There are a few steps you can take to improve this situation, but ultimately, the Ikettle is just a badly secured device that shouldn’t be on the same network as sensitive items like home burglar alarm cameras, networked thermostats, and the phones and laptops you use to access sensitive services.
You know what else shouldn’t be on that network? How about the “sensitive items like home burglar alarm cameras, networked thermostats, and …phones”? I have seen dozens of articles here dancing in glee over the Internet of Things, with no indication of why I would want this, and many many reasons to shun it like so much Black Death.
I work with a lot of B2B application programming interfaces and I have to say that internet security is a total clusterfuck which barely works at the best of times. The best way to be secure is to keep your head down and not be too important of valuable.
The reason is largely congestion management. Assume for a given band of frequencies you could handle up to 100 voice conversations, if your omnidirectional that’s 100 conversations for your whole foot print, if your directional with antennas facing in multiple directions each direction can support 100 conversations.
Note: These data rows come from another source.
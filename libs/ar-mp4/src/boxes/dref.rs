use four_cc::FourCC;
use tracing::debug;

use crate::Mp4BoxError;
use crate::{BoxHeader, ByteCursor, FullBoxHeader, Mp4Box};

use std::mem::size_of;

use super::DataEntryUrlBox;

#[derive(Debug, Clone, PartialEq, Eq)]
pub struct DataReferenceBox {
    pub entries: Vec<DataEntryUrlBox>,
}

impl Mp4Box for DataReferenceBox {
    const NAME: FourCC = FourCC(*b"dref");

    fn get_full_box_header(&self) -> Option<FullBoxHeader> {
        Some(FullBoxHeader::new(0, 0))
    }

    fn content_size(&self) -> u64 {
        let mut size = size_of::<u32>() as u64; // entry_count

        for entry in &self.entries {
            size += entry.size();
        }

        size
    }

    fn write_box_contents(&self, cursor: &mut ByteCursor) -> Result<(), Mp4BoxError> {
        cursor.write_u32(self.entries.len() as _);

        for entry in &self.entries {
            entry.write(cursor)?;
        }

        Ok(())
    }

    fn read_box_contents(cursor: &mut ByteCursor, _header: &BoxHeader) -> Result<Self, Mp4BoxError> {
        let _ = FullBoxHeader::read(cursor)?;

        let entry_count = cursor.read_u32()?;
        let mut entries = Vec::new();

        for _ in 0..entry_count {
            let start = cursor.position();
            let child = BoxHeader::read(cursor)?;

            match &child.name.0 {
                b"url " => {
                    let entry = DataEntryUrlBox::read_box_contents(cursor, &child)?;

                    let consumed = (cursor.position() - start) as u64;
                    if consumed != child.size {
                        return Err(Mp4BoxError::SizeMismatch {
                            name: child.name,
                            declared: child.size,
                            actual: consumed,
                        });
                    }

                    entries.push(entry);
                }
                _ => {
                    debug!("skipping unrecognized '{}' data entry", child.name);
                    cursor.set_position(start + child.size as usize)?;
                }
            }
        }

        Ok(DataReferenceBox { entries })
    }
}

#[test]
fn round_trips() {
    let dref = DataReferenceBox {
        entries: vec![DataEntryUrlBox {
            location: String::new(),
        }],
    };

    let bytes = dref.to_bytes().unwrap();

    assert_eq!(bytes.len() as u64, dref.size());
    assert_eq!(DataReferenceBox::from_bytes(&bytes).unwrap(), dref);
}
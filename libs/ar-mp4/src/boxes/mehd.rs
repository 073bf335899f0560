use four_cc::FourCC;

use crate::Mp4BoxError;
use crate::{BoxHeader, ByteCursor, FullBoxHeader, Mp4Box};

use std::mem::size_of;

#[derive(Debug, Clone, PartialEq, Eq)]
pub struct MovieExtendsHeaderBox {
    pub fragment_duration: u64,
}

impl Mp4Box for MovieExtendsHeaderBox {
    const NAME: FourCC = FourCC(*b"mehd");

    fn get_full_box_header(&self) -> Option<FullBoxHeader> {
        Some(FullBoxHeader::new(1, 0))
    }

    fn content_size(&self) -> u64 {
        size_of::<u64>() as u64 // fragment_duration
    }

    fn write_box_contents(&self, cursor: &mut ByteCursor) -> Result<(), Mp4BoxError> {
        cursor.write_u64(self.fragment_duration);

        Ok(())
    }

    fn read_box_contents(cursor: &mut ByteCursor, _header: &BoxHeader) -> Result<Self, Mp4BoxError> {
        let full_box = FullBoxHeader::read(cursor)?;

        let fragment_duration = if full_box.version() == 1 {
            cursor.read_u64()?
        } else {
            cursor.read_u32()? as u64
        };

        Ok(MovieExtendsHeaderBox { fragment_duration })
    }
}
I’m vastly over simplifying and using made up numbers, but the concept holds.
As an idea, the Internet of Things isn’t bad. But there are slight problems with the implementation.
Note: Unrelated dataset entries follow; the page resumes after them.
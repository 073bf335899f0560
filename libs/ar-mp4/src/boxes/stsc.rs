use four_cc::FourCC;

use crate::Mp4BoxError;
use crate::{BoxHeader, ByteCursor, FullBoxHeader, Mp4Box};

use std::mem::size_of;

#[derive(Debug, Clone, PartialEq, Eq)]
pub struct SampleToChunkEntry {
    pub first_chunk: u32,
    pub samples_per_chunk: u32,
    pub sample_description_index: u32,
}

#[derive(Debug, Clone, PartialEq, Eq)]
pub struct SampleToChunkBox {
    pub entries: Vec<SampleToChunkEntry>,
}

impl Mp4Box for SampleToChunkBox {
    const NAME: FourCC = FourCC(*b"stsc");

    fn get_full_box_header(&self) -> Option<FullBoxHeader> {
        Some(FullBoxHeader::new(0, 0))
    }

    fn content_size(&self) -> u64 {
        size_of::<u32>() as u64 + (size_of::<u32>() as u64 * 3) * self.entries.len() as u64
    }

    fn write_box_contents(&self, cursor: &mut ByteCursor) -> Result<(), Mp4BoxError> {
        cursor.write_u32(self.entries.len() as u32);

        for entry in &self.entries {
            cursor
                .write_u32(entry.first_chunk)
                .write_u32(entry.samples_per_chunk)
                .write_u32(entry.sample_description_index);
        }

        Ok(())
    }

    fn read_box_contents(cursor: &mut ByteCursor, _header: &BoxHeader) -> Result<Self, Mp4BoxError> {
        let _ = FullBoxHeader::read(cursor)?;

        let entry_count = cursor.read_u32()?;
        let mut entries = Vec::new();

        for _ in 0..entry_count {
            entries.push(SampleToChunkEntry {
                first_chunk: cursor.read_u32()?,
                samples_per_chunk: cursor.read_u32()?,
                sample_description_index: cursor.read_u32()?,
            });
        }

        Ok(SampleToChunkBox { entries })
    }
}
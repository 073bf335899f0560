mod co64;
mod dinf;
mod dref;
mod ftyp;
mod hdlr;
mod mdhd;
mod mdia;
mod mehd;
mod mfhd;
mod minf;
mod moof;
mod moov;
mod mvex;
mod mvhd;
mod smhd;
mod stbl;
mod stco;
mod stsc;
mod stsd;
mod stsz;
mod stts;
mod tfdt;
mod tfhd;
mod tkhd;
mod traf;
mod trak;
mod trex;
mod trun;
mod url;
mod vmhd;

pub use self::{
    co64::*, dinf::*, dref::*, ftyp::*, hdlr::*, mdhd::*, mdia::*, mehd::*, mfhd::*, minf::*,
    moof::*, moov::*, mvex::*, mvhd::*, smhd::*, stbl::*, stco::*, stsc::*, stsd::*, stsz::*,
    stts::*, tfdt::*, tfhd::*, tkhd::*, traf::*, trak::*, trex::*, trun::*, url::*, vmhd::*,
};
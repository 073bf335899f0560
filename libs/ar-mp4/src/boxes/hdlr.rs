use four_cc::FourCC;

use crate::Mp4BoxError;
use crate::{BoxHeader, ByteCursor, FullBoxHeader, Mp4Box};

use std::mem::size_of;

#[derive(Debug, Clone, PartialEq, Eq)]
pub struct HandlerBox {
    pub handler_type: FourCC,
    pub name: String,
}

impl Mp4Box for HandlerBox {
    const NAME: FourCC = FourCC(*b"hdlr");

    fn get_full_box_header(&self) -> Option<FullBoxHeader> {
        Some(FullBoxHeader::new(0, 0))
    }

    fn content_size(&self) -> u64 {
        size_of::<u32>() as u64 + // pre_defined
        size_of::<u32>() as u64 + // handler_type
        size_of::<u32>() as u64 * 3 + // reserved
        self.name.as_bytes().len() as u64 + // name
        1
    }

    fn write_box_contents(&self, cursor: &mut ByteCursor) -> Result<(), Mp4BoxError> {
        cursor
            .write_u32(0) // pre_defined
            .write_fourcc(self.handler_type)
            .write_u32(0)
            .write_u32(0)
            .write_u32(0)
            .write_utf8_bytes(&self.name)
            .write_u8(0);

        Ok(())
    }

    fn read_box_contents(cursor: &mut ByteCursor, header: &BoxHeader) -> Result<Self, Mp4BoxError> {
        let _ = FullBoxHeader::read(cursor)?;

        cursor.skip(4)?; // pre_defined
        let handler_type = cursor.read_fourcc()?;
        cursor.skip(12)?; // reserved

        let rest = (header.content_len() as usize)
            .checked_sub(FullBoxHeader::SIZE as usize + 20)
            .ok_or(Mp4BoxError::InvalidSize {
                name: Self::NAME,
                size: header.size,
            })?;

        let mut name = cursor.read_utf8_bytes(rest)?;
        if name.ends_with('\0') {
            name.pop();
        }

        Ok(HandlerBox { handler_type, name })
    }
}

#[test]
fn round_trips() {
    let hdlr = HandlerBox {
        handler_type: FourCC(*b"vide"),
        name: String::from("Video Handler"),
    };

    let decoded = HandlerBox::from_bytes(&hdlr.to_bytes().unwrap()).unwrap();

    assert_eq!(decoded, hdlr);
}

#[test]
fn rejects_a_header_too_small_for_its_fixed_fields() {
    let mut bytes = vec![0, 0, 0, 20];
    bytes.extend_from_slice(b"hdlr");
    bytes.extend_from_slice(&[0; 12]);

    assert!(matches!(
        HandlerBox::from_bytes(&bytes),
        Err(Mp4BoxError::InvalidSize { .. }) | Err(Mp4BoxError::UnexpectedEof { .. })
    ));
}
Energy consumption is one. As a child, I was always told to use the mechanical button to switch off the TV, not just the remote. After all, if there’s no power, how will the TV know you it received a signal? We are currently living in a permanently consuming, stand-by world. Meanwhile, some people will tell you that solar panels aren’t enough to produce the electricity needed by a country, and we need nuclear power (the kind that goes boom, because Thorium is boring).
There, the temperature feature on that kettle is good. Depending on the beverage of choice, you don’t need to heat the water as much. That’s some power saved.
But if I want a cup of tea, it will only take five minutes. And the kettle wouldn’t be able to fill itself, or pour it.
I see “iWatch locks for your house”. In one case, advertised as “good when you come back from a camping trip and didn’t want to have to deal with your keys”. Err… You’re going to take a stupidly expensive smartwatch on a camping trip. And the associated expensive phone. Both of which go through batteries in no time at all. How do you get inside your house when you have no battery left? It’s entirely stupid. I know, keys are a novel idea, barely around since Roman times, and they’ll never catch on, but come on…
And then, there is the far too common problem of planned obsolescence. How long is that item going to last? There’s the “broken” option, and the “obsolete” option. That waste of resources is extremely worrying. Let’s buy the latest “revolution” because what you have been sold as the “latest revolution” the year before has been deemed an obsolete piece of junk by the very same people who sold it to you.
It appears that some people have never heard of ethics. (Though it’s probably a city in Greece.)
There are more important problems that networking household appliances. Making sure that they work for more than a year or two. Like they used to, and if they din’t waste resources on gimmicky features it would be even better.
I think the real question why aren’t we all using lasers… “Oh is this the way they say the future’s meant to feel/or just 20,000 people standing in a field”
Power is never “consumed”, it merely changes from one kind to another. What seems like consumption is merely a failure to manage the transition.
That would be a false dichotomy, since suns are nuclear power.
I agree with much of what you say, but I think that it is framed as being too much of a consumer issue. The old industrial revolution paradigm that a minority of producers devise goods which commerce delivers to a minority. There is no incentive for waste, obsolescence, frivolous features, nor half-assed security when people plan and build their own house and IoT. Saying that the products themselves are the problem and asking somebody else to change them I think misses the point. It might be more efficient from materials, manufacturing, and distribution perspectives to not mass-produce consumer electronics, and instead focus on custom implementations of things which your household actually wants or needs.
I know someone could swing by my house and hack my wifi password via my Interwebs kettle, but this seems like a lot of work for said hacker. Just go on the dark web and download a bunch of credit card data instead. Unless you are like, super rich, I don’t see the real problem this creates in the actual world.